Сперва она решила, что это облегчение от того, что никого нет рядом: никто не охраняет, никто не осуждает. «Отчасти так и есть», — подумала она. Но и более того — она просто делала то, что надо, не заботясь о том, кто что о ней подумает. Даже Джим. Не странно ли? Она ничего на свете так не хотела, как оказаться рядом с Джимом — а потом с Амосом и Алексом, и перед сытной едой, и в постели при человеческой силе тяжести, — но все же что–то в ней разворачивалось в тишине, где она могла быть собой и самой по себе. Не осталось темных мыслей, не осталось вины, не билось в затылке сомнение в себе. Или Наоми для этого слишком устала, или что–то случилось с ней, пока она думала о другом.
«Это, — решила Наоми, — разница между одиночеством и отверженностью».
Сейчас она знала о себе то, чего не знала раньше. Победа пришла неожиданно, и тем радостнее она была.
Наоми стала готовиться к тридцать первой вылазке.
***
Она целую минуту потратила на то, чтобы вычислить: на путь вверх, к силовому проводу передатчика, времени ушло больше, чем на возвращение от него. Когда голова работала как следует, такие вещи доходили скорее. Система связи держалась на той же силиконовой замазке. Передатчик прижимали длинные полоски металлической ленты, спайка еще блестела, как свежая. Три вылазки назад — это был номер сорок четыре — Наоми подумала, нет ли где–нибудь гарнитуры для диагностики. Правда, говорить в нее все равно бы не вышло, зато можно было отстучать сообщение. Правила требовали наличия на корабле диагностической аппаратуры, но ее нигде не оказалось. Планировать запасной вариант пришлось дольше.
Закольцованное сообщение, питаемое остаточным зарядом, час за часом шептало ей в уши: «Говорит Наоми Нагата с „Росинанта". Если вы это слышите, пожалуйста, передайте. Сообщите Джеймсу Холдену, что я терплю бедствие. Связь не отвечает. Навигация не работает. Прошу передать».

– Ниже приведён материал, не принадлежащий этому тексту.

use thiserror::Error;

#[derive(Error, Debug)]
pub enum GeneratorError {
    #[error("Search space is empty: {0}")]
    EmptySearchSpace(String),

    #[error("Invalid strategy spec: {0}")]
    Spec(#[from] core_types::CoreError),
}
use crate::error::SimulationError;
use crate::signals::VoteAggregator;
use crate::source::MarketDataSource;
use async_trait::async_trait;
use chrono::{DateTime, Utc};
use core_types::{BacktestResult, BacktestWindow, Kline, StrategySpec, Timeframe, TradeRecord};
use rust_decimal::Decimal;
use std::sync::Arc;

/// Replays a `StrategySpec` over a historical window.
#[async_trait]
pub trait BacktestSimulator: Send + Sync {
    async fn run(&self, spec: &StrategySpec, window: BacktestWindow) -> Result<BacktestResult, SimulationError>;
}

/// A long-only reference simulator.
///
/// Each bar, every indicator of the spec votes long, short or flat. A position
/// is opened when a strict majority votes long and closed once the summed vote
/// turns negative. Entries and exits fill at the bar close, less `fee_rate`.
pub struct IndicatorSimulator {
    source: Arc<dyn MarketDataSource>,
    initial_capital: Decimal,
    fee_rate: Decimal,
}

struct OpenPosition {
    entry_time: DateTime<Utc>,
    quantity: Decimal,
    cost: Decimal,
}

impl IndicatorSimulator {
    pub fn new(source: Arc<dyn MarketDataSource>, initial_capital: Decimal, fee_rate: Decimal) -> Self {
        Self {
            source,
            initial_capital,
            fee_rate,
        }
    }

    /// Refuses data with missing bars; a strategy must not be judged on a hole.
    fn check_continuity(klines: &[Kline], timeframe: Timeframe) -> Result<(), SimulationError> {
        let step = timeframe.bar_duration();
        let mut missing = 0usize;
        let mut first_gap = None;
        for pair in klines.windows(2) {
            let gap = pair[1].open_time - pair[0].open_time;
            if gap > step {
                missing += (gap.num_seconds() / step.num_seconds()).saturating_sub(1) as usize;
                first_gap.get_or_insert(pair[0].open_time);
            }
        }
        match first_gap {
            Some(after) => Err(SimulationError::DataGap { missing, after }),
            None => Ok(()),
        }
    }

    fn close_position(
        &self,
        position: OpenPosition,
        price: Decimal,
        exit_time: DateTime<Utc>,
        cash: &mut Decimal,
        trades: &mut Vec<TradeRecord>,
    ) {
        let proceeds = position.quantity * price * (Decimal::ONE - self.fee_rate);
        *cash += proceeds;
        trades.push(TradeRecord {
            entry_time: position.entry_time,
            exit_time,
            pnl: proceeds - position.cost,
        });
    }
}

#[async_trait]
impl BacktestSimulator for IndicatorSimulator {
    async fn run(&self, spec: &StrategySpec, window: BacktestWindow) -> Result<BacktestResult, SimulationError> {
        let klines = self.source.klines(spec.timeframe(), window).await?;
        if klines.is_empty() {
            return Err(SimulationError::DataUnavailable);
        }
        Self::check_continuity(&klines, spec.timeframe())?;

        let mut votes = VoteAggregator::new(spec)?;
        let quorum = votes.len() as i32;

        let mut cash = self.initial_capital;
        let mut position: Option<OpenPosition> = None;
        let mut trades = Vec::new();
        let mut equity_curve = Vec::with_capacity(klines.len() + 1);
        equity_curve.push((klines[0].open_time, cash));

        for kline in &klines {
            let score = votes.next(kline)?;

            match position.take() {
                None if score * 2 > quorum && kline.close > Decimal::ZERO => {
                    let quantity = cash * (Decimal::ONE - self.fee_rate) / kline.close;
                    position = Some(OpenPosition {
                        entry_time: kline.close_time,
                        quantity,
                        cost: cash,
                    });
                    cash = Decimal::ZERO;
                }
                Some(open) if score < 0 => {
                    self.close_position(open, kline.close, kline.close_time, &mut cash, &mut trades);
                }
                other => position = other,
            }

            let marked = position
                .as_ref()
                .map(|p| p.quantity * kline.close)
                .unwrap_or(Decimal::ZERO);
            equity_curve.push((kline.close_time, cash + marked));
        }

        if let (Some(open), Some(last)) = (position.take(), klines.last()) {
            self.close_position(open, last.close, last.close_time, &mut cash, &mut trades);
            if let Some(point) = equity_curve.last_mut() {
                point.1 = cash;
            }
        }

        tracing::debug!(
            spec = %spec.label(),
            bars = klines.len(),
            trades = trades.len(),
            final_equity = %cash,
            "simulation finished"
        );

        Ok(BacktestResult {
            window,
            trades,
            equity_curve,
        })
    }
}
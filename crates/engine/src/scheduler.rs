use crate::admission::AdmissionWorker;
use crate::error::EngineError;
use crate::event::EvolutionEvent;
use crate::report::CycleReport;
use analytics::{AnalyticsError, MetricEvaluator, daily_returns};
use backtester::{BacktestSimulator, SimulationError};
use chrono::{DateTime, Duration as ChronoDuration, Utc};
use configuration::Config;
use core_types::{BacktestResult, BacktestWindow, ReasonCode, StrategyRecord, StrategyState};
use database::{DbError, RetryPolicy, StateStore};
use futures::stream::{self, StreamExt};
use gate::{Breach, GateDecision, PromotionGate};
use generator::CandidateGenerator;
use portfolio::PortfolioManager;
use std::sync::Arc;
use std::time::Duration;
use tokio::sync::{Mutex, broadcast, mpsc, watch};
use tokio::time::{MissedTickBehavior, error::Elapsed, interval, timeout};
use tracing::{debug, error, info, warn};

const EVENT_CAPACITY: usize = 256;

/// States a record can be left in between cycles. Everything else is either
/// `ACTIVE` (owned by the portfolio) or archived.
const CARRIED_STATES: [StrategyState; 5] = [
    StrategyState::PortfolioPending,
    StrategyState::Evaluated,
    StrategyState::Hold,
    StrategyState::Backtesting,
    StrategyState::Generated,
];

type BacktestOutcome = Result<Result<BacktestResult, SimulationError>, Elapsed>;

/// Drives evolution cycles: generate, backtest, evaluate, gate, admit.
pub struct EvolutionScheduler {
    config: Config,
    store: Arc<dyn StateStore>,
    simulator: Arc<dyn BacktestSimulator>,
    generator: CandidateGenerator,
    evaluator: MetricEvaluator,
    gate: PromotionGate,
    portfolio: Arc<Mutex<PortfolioManager>>,
    retry: RetryPolicy,
    events: broadcast::Sender<EvolutionEvent>,
    cycle: u64,
}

Тридцатисекундный текст, звучавший немногим громче звука дыхания, даже когда голова Наоми была всего в метре от рации. Для подготовки пришлось вскрыть подходы к передатчику. Она проделывала это уже четвертый раз. Достаточно, чтобы не приняли за случайные помехи. Прижавшись головой к обшивке, чтобы отвлечься от звона в ушах, она заговорила в такт речи поддельной Наоми:
— Если вы это слышите, пожалуйста, передайте. Сообщите Джеймсу Холдену… — она прижала проволочку к обнаженной подводке. Электрический разряд пробил дрожью даже сквозь перчатку. Радио молчало, а она продолжала говорить, выжидая нужного момента, чтобы прервать замыкание. «Наоми Нагата… отвечает. Пожалуйста, передайте. Наоми Нагата… отвечает… Пожалуйста, передайте…»

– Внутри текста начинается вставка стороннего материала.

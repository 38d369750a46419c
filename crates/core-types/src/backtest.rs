use chrono::{DateTime, Duration, Utc};
use rust_decimal::Decimal;
use serde::{Deserialize, Serialize};

/// A single OHLCV bar.
#[derive(Debug, Clone, PartialEq, Serialize, Deserialize)]
pub struct Kline {
    pub open_time: DateTime<Utc>,
    pub open: Decimal,
    pub high: Decimal,
    pub low: Decimal,
    pub close: Decimal,
    pub volume: Decimal,
    pub close_time: DateTime<Utc>,
}

/// A closed round-trip trade, simulated or realized.
#[derive(Debug, Clone, PartialEq, Serialize, Deserialize)]
pub struct TradeRecord {
    pub entry_time: DateTime<Utc>,
    pub exit_time: DateTime<Utc>,
    pub pnl: Decimal,
}

/// A half-open `[start, end)` historical window.
#[derive(Debug, Clone, Copy, PartialEq, Eq, Serialize, Deserialize)]
pub struct BacktestWindow {
    pub start: DateTime<Utc>,
    pub end: DateTime<Utc>,
}

impl BacktestWindow {
    pub fn new(start: DateTime<Utc>, end: DateTime<Utc>) -> Self {
        Self { start, end }
    }

    /// The window of `days` whole days ending at `end`.
    pub fn ending_at(end: DateTime<Utc>, days: i64) -> Self {
        Self {
            start: end - Duration::days(days),
            end,
        }
    }

    pub fn duration(&self) -> Duration {
        self.end - self.start
    }

    /// Length in whole days, rounded down.
    pub fn days(&self) -> i64 {
        self.duration().num_days()
    }
}

/// The output of simulating a `StrategySpec` over a window.
#[derive(Debug, Clone, PartialEq, Serialize, Deserialize)]
pub struct BacktestResult {
    /// The window that was requested.
    pub window: BacktestWindow,
    pub trades: Vec<TradeRecord>,
    /// Ordered `(timestamp, equity)` pairs.
    pub equity_curve: Vec<(DateTime<Utc>, Decimal)>,
}

impl BacktestResult {
    /// The span actually observed by the equity curve, if it has at least one point.
    pub fn covered_window(&self) -> Option<BacktestWindow> {
        let first = self.equity_curve.first()?.0;
        let last = self.equity_curve.last()?.0;
        Some(BacktestWindow::new(first, last))
    }
}
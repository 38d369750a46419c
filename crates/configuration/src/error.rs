use thiserror::Error;

#[derive(Error, Debug)]
pub enum ConfigError {
    #[error("Failed to load configuration from file: {0}")]
    LoadError(#[from] config::ConfigError),

    #[error("Configuration validation error: {0}")]
    ValidationError(String),

    #[error("Failed to initialize logging: {0}")]
    Logging(String),
}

После четвертого раза она куском стальной пружины, приспособленной вместо ножа, перерезала провода. Лживый голос смолк. Она, перебираясь от распорки к распорке, полезла вниз, контролируя каждое движение руки и ног. Лодыжки и запястья при такой нагрузке стали ненадежными. Воздух внутри скафандра не казался ни застойным, ни душным — углекислый газ приводит человека в пассивное состояние, отнимает страх удушья. Отравленный незаметно теряет сознание и умирает.
Нырнув в ремонтный люк, Наоми закрыла крышку. На пути к палубному отсеку колени подогнулись. Она рывком открыла люк, сорвала с себя шлем и, ловя воздух ртом, скользнула вниз. Поле зрения сузилось, по краям мелькали искры. Ее вырвало всухую, потом еще раз, а потом она позволила силе тяжести уронить себя на следующую палубу.

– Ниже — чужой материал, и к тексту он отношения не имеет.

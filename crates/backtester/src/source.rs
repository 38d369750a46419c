use crate::error::SimulationError;
use async_trait::async_trait;
use chrono::{DateTime, Utc};
use core_types::{BacktestWindow, Kline, Timeframe};
use database::PgStateStore;
use rand::rngs::StdRng;
use rand::{Rng, SeedableRng};
use rust_decimal::prelude::*;
use rust_decimal::Decimal;
use std::collections::BTreeMap;

/// Window-bounded read of historical bars.
#[async_trait]
pub trait MarketDataSource: Send + Sync {
    /// Bars of `timeframe` whose open time lies in `[window.start, window.end)`,
    /// ordered by open time.
    async fn klines(&self, timeframe: Timeframe, window: BacktestWindow) -> Result<Vec<Kline>, SimulationError>;
}

/// Reads bars for one symbol from the `klines` table.
#[derive(Debug, Clone)]
pub struct PgKlineSource {
    store: PgStateStore,
    symbol: String,
}

impl PgKlineSource {
    pub fn new(store: PgStateStore, symbol: impl Into<String>) -> Self {
        Self {
            store,
            symbol: symbol.into(),
        }
    }
}

#[async_trait]
impl MarketDataSource for PgKlineSource {
    async fn klines(&self, timeframe: Timeframe, window: BacktestWindow) -> Result<Vec<Kline>, SimulationError> {
        let klines = self
            .store
            .get_klines_by_date_range(&self.symbol, timeframe.as_str(), window.start, window.end)
            .await?;
        Ok(klines)
    }
}

/// Bars held in memory, per timeframe.
#[derive(Debug, Clone, Default)]
pub struct InMemoryKlineSource {
    series: BTreeMap<Timeframe, Vec<Kline>>,
}

impl InMemoryKlineSource {
    pub fn new() -> Self {
        Self::default()
    }

    /// Replaces the bars of `timeframe`. They are sorted by open time.
    pub fn insert(&mut self, timeframe: Timeframe, mut klines: Vec<Kline>) {
        klines.sort_by_key(|k| k.open_time);
        self.series.insert(timeframe, klines);
    }

    /// A seeded random-walk price path for every timeframe in `timeframes`,
    /// covering `[start, end)`. Used for dry runs without a database.
    pub fn synthetic(
        timeframes: &[Timeframe],
        start: DateTime<Utc>,
        end: DateTime<Utc>,
        seed: u64,
    ) -> Self {
        let mut source = Self::new();
        for (offset, timeframe) in timeframes.iter().enumerate() {
            let mut rng = StdRng::seed_from_u64(seed.wrapping_add(offset as u64));
            source.insert(*timeframe, random_walk(&mut rng, *timeframe, start, end));
        }
        source
    }
}

fn random_walk(rng: &mut StdRng, timeframe: Timeframe, start: DateTime<Utc>, end: DateTime<Utc>) -> Vec<Kline> {
    let step = timeframe.bar_duration();
    let mut klines = Vec::new();
    let mut price = 100.0_f64;
    let mut open_time = start;
    while open_time < end {
        let open = price;
        let change: f64 = rng.random_range(-0.01..0.0105);
        price = (price * (1.0 + change)).max(1.0);
        let high = open.max(price) * (1.0 + rng.random_range(0.0..0.003));
        let low = open.min(price) * (1.0 - rng.random_range(0.0..0.003));
        let volume: f64 = rng.random_range(50.0..150.0);

        let dec = |v: f64| Decimal::from_f64(v).unwrap_or_default().round_dp(4);
        klines.push(Kline {
            open_time,
            open: dec(open),
            high: dec(high),
            low: dec(low),
            close: dec(price),
            volume: dec(volume),
            close_time: open_time + step,
        });
        open_time += step;
    }
    klines
}

#[async_trait]
impl MarketDataSource for InMemoryKlineSource {
    async fn klines(&self, timeframe: Timeframe, window: BacktestWindow) -> Result<Vec<Kline>, SimulationError> {
        Ok(self
            .series
            .get(&timeframe)
            .map(|bars| {
                bars.iter()
                    .filter(|k| k.open_time >= window.start && k.open_time < window.end)
                    .cloned()
                    .collect()
            })
            .unwrap_or_default())
    }
}

#[cfg(test)]
mod tests {
    use super::*;
    use chrono::{Duration, TimeZone};

    #[tokio::test]
    async fn test_synthetic_source_is_seeded_and_window_bounded() {
        let start = Utc.with_ymd_and_hms(2024, 1, 1, 0, 0, 0).unwrap();
        let end = start + Duration::days(3);
        let a = InMemoryKlineSource::synthetic(&[Timeframe::H1], start, end, 9);
        let b = InMemoryKlineSource::synthetic(&[Timeframe::H1], start, end, 9);

        let window = BacktestWindow::new(start + Duration::days(1), end);
        let bars = a.klines(Timeframe::H1, window).await.unwrap();
        assert_eq!(bars.len(), 48);
        assert_eq!(bars[0].open_time, window.start);
        assert_eq!(bars, b.klines(Timeframe::H1, window).await.unwrap());
        assert!(a.klines(Timeframe::D1, window).await.unwrap().is_empty());
    }
}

«Передайте Джеймсу Холдену, что Наоми отвечает — в широком смысле — за все», — подумала она и рассмеялась. Потом кашляла, пока отчаянно не заболели ребра, и снова смеялась.
***
На семьдесят первой вылазке она уперлась в стену. Разом. Наоми закрыла люк в основную часть корабля, загерметизировала его и надвинула шлем. Но не успела его пристегнуть и начать пятиминутный отсчет, потому что руки бессильно упали. Она их не опускала — упали сами. Смутно, рассеянно встревожившись, Наоми села, прислонясь спиной к стене, и попробовала ими пошевелить. Если ее, скажем, парализовало, это другое дело. Тогда она вправе остановиться. Но пальцы гнулись и руки двигались. Просто кончились силы. Даже чтобы сглотнуть, требовалось героическое усилие. Наоми закрыла глаза, проверяя, не заснула ли нечаянно, но даже для сна она слишком устала. Так что она просто сидела.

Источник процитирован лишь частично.